# TASK OBJECTIVE:
Set down the records below in full, exactly as they read.

(Stored data entries)
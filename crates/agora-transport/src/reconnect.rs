//! Reconnect policy: the fixed delay ladder walked after a connection drops.
//!
//! The policy lives in the transport layer. Higher layers (the hub registry)
//! never implement their own backoff — they observe state transitions and
//! log them.

use std::time::Duration;

/// Ordered delays to wait before each retry.
///
/// The opening dial of a connection is not governed by the policy — it
/// always happens. Retry 0 waits `delays[0]`, retry 1 waits `delays[1]`,
/// and so on. Once the ladder is exhausted the connection is given up for
/// good and the owner transitions to `Disconnected`.
#[derive(Debug, Clone)]
pub struct ReconnectPolicy {
    delays: Vec<Duration>,
}

impl ReconnectPolicy {
    /// Creates a policy with explicit delays.
    pub fn new(delays: Vec<Duration>) -> Self {
        Self { delays }
    }

    /// A policy that never reconnects. The first drop is final.
    pub fn none() -> Self {
        Self { delays: Vec::new() }
    }

    /// The delay before the given attempt, or `None` when the ladder is
    /// exhausted.
    pub fn delay(&self, attempt: usize) -> Option<Duration> {
        self.delays.get(attempt).copied()
    }

    /// Total number of reconnect attempts this policy allows.
    pub fn max_attempts(&self) -> usize {
        self.delays.len()
    }
}

/// Immediate retry, then 2s, 10s, 30s, then give up.
impl Default for ReconnectPolicy {
    fn default() -> Self {
        Self {
            delays: vec![
                Duration::ZERO,
                Duration::from_secs(2),
                Duration::from_secs(10),
                Duration::from_secs(30),
            ],
        }
    }
}
use thiserror::Error;

/// Top-level error type, wrapping each layer's errors.
#[derive(Debug, Error)]
pub enum AgoraError {
    #[error(transparent)]
    Transport(#[from] agora_transport::TransportError),

    #[error(transparent)]
    Protocol(#[from] agora_protocol::ProtocolError),

    #[error(transparent)]
    Session(#[from] agora_session::SessionError),

    #[error(transparent)]
    Hub(#[from] agora_hub::HubError),
}

#[cfg(test)]
mod tests {
    use super::*;

    #[test]
    fn test_session_error_converts() {
        let err: AgoraError = agora_session::SessionError::InvalidToken.into();
        assert!(matches!(err, AgoraError::Session(_)));
    }

    #[test]
    fn test_transport_error_preserves_message() {
        let err: AgoraError =
            agora_transport::TransportError::ConnectFailed("refused".into()).into();
        assert!(err.to_string().contains("refused"));
    }

    #[test]
    fn test_hub_error_converts() {
        let err: AgoraError = agora_hub::HubError::Stopped("cartHub".into()).into();
        assert!(matches!(err, AgoraError::Hub(_)));
    }
}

# OUTPUT OF THE EXERCISE:
filename crates/agora-transport/src/reconnect.rs
//! Reconnect policy: the fixed delay ladder walked after a connection drops.
//!
//! The policy lives in the transport layer. Higher layers (the hub registry)
//! never implement their own backoff — they observe state transitions and
//! log them.

use std::time::Duration;

/// Ordered delays to wait before each retry.
///
/// The opening dial of a connection is not governed by the policy — it
/// always happens. Retry 0 waits `delays[0]`, retry 1 waits `delays[1]`,
/// and so on. Once the ladder is exhausted the connection is given up for
/// good and the owner transitions to `Disconnected`.
#[derive(Debug, Clone)]
pub struct ReconnectPolicy {
    delays: Vec<Duration>,
}

impl ReconnectPolicy {
    /// Creates a policy with explicit delays.
    pub fn new(delays: Vec<Duration>) -> Self {
        Self { delays }
    }

    /// A policy that never reconnects. The first drop is final.
    pub fn none() -> Self {
        Self { delays: Vec::new() }
    }

    /// The delay before the given attempt, or `None` when the ladder is
    /// exhausted.
    pub fn delay(&self, attempt: usize) -> Option<Duration> {
        self.delays.get(attempt).copied()
    }

    /// Total number of reconnect attempts this policy allows.
    pub fn max_attempts(&self) -> usize {
        self.delays.len()
    }
}

/// Immediate retry, then 2s, 10s, 30s, then give up.
impl Default for ReconnectPolicy {
    fn default() -> Self {
        Self {
            delays: vec![
                Duration::ZERO,
                Duration::from_secs(2),
                Duration::from_secs(10),
                Duration::from_secs(30),
            ],
        }
    }
}
use thiserror::Error;

/// Top-level error type, wrapping each layer's errors.
#[derive(Debug, Error)]
pub enum AgoraError {
    #[error(transparent)]
    Transport(#[from] agora_transport::TransportError),

    #[error(transparent)]
    Protocol(#[from] agora_protocol::ProtocolError),

    #[error(transparent)]
    Session(#[from] agora_session::SessionError),

    #[error(transparent)]
    Hub(#[from] agora_hub::HubError),
}

#[cfg(test)]
mod tests {
    use super::*;

    #[test]
    fn test_session_error_converts() {
        let err: AgoraError = agora_session::SessionError::InvalidToken.into();
        assert!(matches!(err, AgoraError::Session(_)));
    }

    #[test]
    fn test_transport_error_preserves_message() {
        let err: AgoraError =
            agora_transport::TransportError::ConnectFailed("refused".into()).into();
        assert!(err.to_string().contains("refused"));
    }

    #[test]
    fn test_hub_error_converts() {
        let err: AgoraError = agora_hub::HubError::Stopped("cartHub".into()).into();
        assert!(matches!(err, AgoraError::Hub(_)));
    }
}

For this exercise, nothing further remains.